From Lemmatization to Legal Terminology: Assessing an Hybrid Pipeline on Justinian’s Digest
Proceedings of the Fourth Workshop on Language Technologies for Historical and Ancient Languages (LT4HALA 2026) @ LREC 2026
Abstract
This paper evaluates a hybrid NLP pipeline for supporting the extraction of Roman legal terminology from Jus- tinian’s Digest. Our goal is not to optimize lemmatization in isolation, but to assess whether integrating a Large Language Model (GPT-4o-mini) as a post-processing component improves lemma quality in ways that are critical for downstream glossary construction. Using LatinPipe as a baseline (F1 = 95.05), we test the integration of GPT-4o-mini under three experimental settings (zero-shot with and without prior lemma information, and few-shot prompting) against a manually annotated gold standard of 3,703 sentences and an expert-validated list of legal Latin technical terms. Results show improvement across all settings, with the best performance achieved in the few-shot configuration.
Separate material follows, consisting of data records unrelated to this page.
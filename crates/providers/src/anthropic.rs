//! Anthropic native provider implementation.
//!
//! Uses Anthropic's Messages API directly.
//!
//! Features:
//! - `x-api-key` header authentication (not Bearer)
//! - `anthropic-version` header
//! - System prompt as top-level field
//! - Screenshots as base64 `image` content blocks
//! - Native tool use with `tool_use` / `tool_result` content blocks

use async_trait::async_trait;
use base64::Engine;
use base64::engine::general_purpose::STANDARD as BASE64;
use droidloop_core::error::DecisionError;
use droidloop_core::message::{ConversationEntry, Role};
use droidloop_core::provider::*;
use droidloop_core::tool::{ToolInvocation, ToolResult};
use serde::{Deserialize, Serialize};
use std::time::Duration;
use tracing::{debug, warn};

const ANTHROPIC_VERSION: &str = "2023-06-01";
const DEFAULT_BASE_URL: &str = "https://api.anthropic.com";
const DEFAULT_RETRY_AFTER_SECS: u64 = 5;

/// Anthropic native Messages API provider.
pub struct AnthropicProvider {
    name: String,
    base_url: String,
    api_key: String,
    client: reqwest::Client,
    timeout: Duration,
}

impl AnthropicProvider {
    /// Create a new Anthropic provider.
    pub fn new(api_key: impl Into<String>) -> Self {
        Self {
            name: "anthropic".into(),
            base_url: DEFAULT_BASE_URL.into(),
            api_key: api_key.into(),
            client: build_client(Duration::from_secs(120)),
            timeout: Duration::from_secs(120),
        }
    }

    /// Create with a custom base URL (e.g., for testing or proxies).
    pub fn with_base_url(mut self, base_url: impl Into<String>) -> Self {
        self.base_url = base_url.into().trim_end_matches('/').to_string();
        self
    }

    /// Per-request HTTP timeout.
    pub fn with_timeout(mut self, timeout: Duration) -> Self {
        self.timeout = timeout;
        self.client = build_client(timeout);
        self
    }

    /// Combine the system prompt with operator-supplied context.
    fn system_text(request: &DecisionRequest) -> String {
        match request.extra_context.as_deref().map(str::trim) {
            Some(ctx) if !ctx.is_empty() => {
                format!("{}\n\n## Additional Context\n{ctx}", request.system_prompt)
            }
            _ => request.system_prompt.clone(),
        }
    }

    /// Convert history entries to Anthropic turns.
    ///
    /// Observer entries become `user` turns and decider entries `assistant`
    /// turns. Consecutive turns of the same role are merged, which also puts
    /// a batch's `tool_result` blocks in front of the next screenshot.
    fn to_api_messages(history: &[ConversationEntry]) -> Vec<AnthropicMessage> {
        let mut result: Vec<AnthropicMessage> = Vec::new();

        for entry in history {
            let blocks = match entry {
                ConversationEntry::TextOnly { text, .. } => vec![ContentBlock::Text {
                    text: text.clone(),
                }],
                ConversationEntry::WithImage {
                    text, observation, ..
                } => {
                    let image = observation.display_image();
                    vec![
                        ContentBlock::Image {
                            source: ImageSource {
                                kind: "base64".into(),
                                media_type: image.media_type.clone(),
                                data: BASE64.encode(&image.data),
                            },
                        },
                        ContentBlock::Text { text: text.clone() },
                    ]
                }
                ConversationEntry::Decision {
                    text, invocations, ..
                } => Self::decision_blocks(text.as_deref(), invocations),
                ConversationEntry::ToolExchange { results, .. } => {
                    results.iter().map(Self::result_block).collect()
                }
            };

            if blocks.is_empty() {
                continue;
            }

            let role = match entry.role() {
                Role::Observer => "user",
                Role::Decider => "assistant",
            };

            match result.last_mut() {
                Some(last) if last.role == role => last.content.extend(blocks),
                _ => result.push(AnthropicMessage {
                    role: role.into(),
                    content: blocks,
                }),
            }
        }

        result
    }

    fn decision_blocks(text: Option<&str>, invocations: &[ToolInvocation]) -> Vec<ContentBlock> {
        let mut blocks = Vec::new();
        if let Some(text) = text.filter(|t| !t.trim().is_empty()) {
            blocks.push(ContentBlock::Text {
                text: text.to_string(),
            });
        }
        for inv in invocations {
            let input = if inv.arguments.is_object() {
                inv.arguments.clone()
            } else {
                serde_json::json!({})
            };
            blocks.push(ContentBlock::ToolUse {
                id: inv.id.clone(),
                name: inv.name.clone(),
                input,
            });
        }
        blocks
    }

    fn result_block(result: &ToolResult) -> ContentBlock {
        ContentBlock::ToolResult {
            tool_use_id: result.invocation_id.clone(),
            content: result.detail.clone(),
            is_error: !result.success,
        }
    }

    /// Convert tool definitions to Anthropic format.
    fn to_api_tools(tools: &[ToolDefinition]) -> Vec<AnthropicTool> {
        tools
            .iter()
            .map(|t| AnthropicTool {
                name: t.name.clone(),
                description: t.description.clone(),
                input_schema: t.parameters.clone(),
            })
            .collect()
    }

    fn request_body(request: &DecisionRequest) -> serde_json::Value {
        let mut body = serde_json::json!({
            "model": request.model,
            "system": Self::system_text(request),
            "messages": Self::to_api_messages(&request.history),
            "max_tokens": request.max_tokens,
            "temperature": request.temperature,
        });

        if !request.tools.is_empty() {
            body["tools"] = serde_json::json!(Self::to_api_tools(&request.tools));
        }

        body
    }

    fn map_send_error(&self, e: reqwest::Error) -> DecisionError {
        if e.is_timeout() {
            DecisionError::Timeout {
                timeout_secs: self.timeout.as_secs(),
            }
        } else {
            DecisionError::Network(e.to_string())
        }
    }
}

fn build_client(timeout: Duration) -> reqwest::Client {
    reqwest::Client::builder()
        .timeout(timeout)
        .build()
        .unwrap_or_else(|_| reqwest::Client::new())
}

#[async_trait]
impl droidloop_core::Provider for AnthropicProvider {
    fn name(&self) -> &str {
        &self.name
    }

    async fn decide(
        &self,
        request: DecisionRequest,
    ) -> std::result::Result<Decision, DecisionError> {
        if self.api_key.trim().is_empty() {
            return Err(DecisionError::NotConfigured(
                "Anthropic API key is empty. Set ANTHROPIC_API_KEY or provider.api_key".into(),
            ));
        }

        let url = format!("{}/v1/messages", self.base_url);
        let body = Self::request_body(&request);

        debug!(
            provider = "anthropic",
            model = %request.model,
            entries = request.history.len(),
            "Sending decision request"
        );

        let response = self
            .client
            .post(&url)
            .header("x-api-key", &self.api_key)
            .header("anthropic-version", ANTHROPIC_VERSION)
            .header("Content-Type", "application/json")
            .json(&body)
            .send()
            .await
            .map_err(|e| self.map_send_error(e))?;

        let status = response.status().as_u16();

        if status == 429 {
            let retry_after_secs = response
                .headers()
                .get("retry-after")
                .and_then(|v| v.to_str().ok())
                .and_then(|v| v.trim().parse().ok())
                .unwrap_or(DEFAULT_RETRY_AFTER_SECS);
            return Err(DecisionError::RateLimited { retry_after_secs });
        }
        if status == 401 || status == 403 {
            return Err(DecisionError::AuthenticationFailed(
                "Invalid Anthropic API key".into(),
            ));
        }
        if status != 200 {
            let error_body = response.text().await.unwrap_or_default();
            warn!(status, body = %error_body, "Anthropic API error");
            return Err(DecisionError::ApiError {
                status_code: status,
                message: error_body,
            });
        }

        let api_resp: AnthropicResponse = response
            .json()
            .await
            .map_err(|e| DecisionError::Malformed(format!("Failed to parse Anthropic response: {e}")))?;

        Ok(Self::response_to_decision(api_resp))
    }

    async fn health_check(&self) -> std::result::Result<bool, DecisionError> {
        // Try a minimal request to verify API key
        let url = format!("{}/v1/messages", self.base_url);
        let body = serde_json::json!({
            "model": "claude-3-5-haiku-20241022",
            "messages": [{"role": "user", "content": "hi"}],
            "max_tokens": 1,
        });

        let response = self
            .client
            .post(&url)
            .header("x-api-key", &self.api_key)
            .header("anthropic-version", ANTHROPIC_VERSION)
            .json(&body)
            .send()
            .await
            .map_err(|e| self.map_send_error(e))?;

        // 200 = works, 401 = bad key, anything else = reachable but error
        Ok(response.status().is_success() || response.status().as_u16() != 401)
    }
}

impl AnthropicProvider {
    /// Convert Anthropic API response to a Decision.
    fn response_to_decision(resp: AnthropicResponse) -> Decision {
        let mut text_content = String::new();
        let mut invocations = Vec::new();

        for block in resp.content {
            match block {
                ResponseContentBlock::Text { text } => {
                    if !text_content.is_empty() {
                        text_content.push('\n');
                    }
                    text_content.push_str(&text);
                }
                ResponseContentBlock::ToolUse { id, name, input } => {
                    invocations.push(ToolInvocation::new(id, name, input));
                }
                ResponseContentBlock::Other => {}
            }
        }

        Decision {
            id: resp.id,
            text: (!text_content.is_empty()).then_some(text_content),
            invocations,
            usage: Some(Usage {
                input_tokens: resp.usage.input_tokens,
                output_tokens: resp.usage.output_tokens,
            }),
            model: resp.model,
            stop_reason: resp.stop_reason,
        }
    }
}

// --- Anthropic API types ---

#[derive(Debug, Serialize, Deserialize)]
struct AnthropicMessage {
    role: String,
    content: Vec<ContentBlock>,
}

#[derive(Debug, Serialize, Deserialize)]
#[serde(tag = "type")]
enum ContentBlock {
    #[serde(rename = "text")]
    Text { text: String },
    #[serde(rename = "image")]
    Image { source: ImageSource },
    #[serde(rename = "tool_use")]
    ToolUse {
        id: String,
        name: String,
        input: serde_json::Value,
    },
    #[serde(rename = "tool_result")]
    ToolResult {
        tool_use_id: String,
        content: String,
        #[serde(default, skip_serializing_if = "std::ops::Not::not")]
        is_error: bool,
    },
}

#[derive(Debug, Serialize, Deserialize)]
struct ImageSource {
    #[serde(rename = "type")]
    kind: String,
    media_type: String,
    data: String,
}

#[derive(Debug, Serialize, Deserialize)]
struct AnthropicTool {
    name: String,
    description: String,
    input_schema: serde_json::Value,
}

#[derive(Debug, Deserialize)]
struct AnthropicResponse {
    id: String,
    model: String,
    content: Vec<ResponseContentBlock>,
    usage: AnthropicUsage,
    #[serde(default)]
    stop_reason: Option<String>,
}

#[derive(Debug, Deserialize)]
#[serde(tag = "type")]
enum ResponseContentBlock {
    #[serde(rename = "text")]
    Text { text: String },
    #[serde(rename = "tool_use")]
    ToolUse {
        id: String,
        name: String,
        input: serde_json::Value,
    },
    /// Thinking and any future block types are ignored.
    #[serde(other)]
    Other,
}

#[derive(Debug, Deserialize)]
struct AnthropicUsage {
    input_tokens: u32,
    output_tokens: u32,
}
Our analysis shows that the hybrid configuration produces selective improvements, significantly more likely for frequent lemmas and verbs forms, suggesting that the LLM layer primarily assists in resolving morphologically ambiguous inflected forms. Although our experimental conditions may not hold in real-world scenarios, we argue that the main contribution of this work is methodological: demonstrating how evaluation can be aligned with downstream terminological goals, rather than proposing a general-purpose solution to domain-specific lemmatization.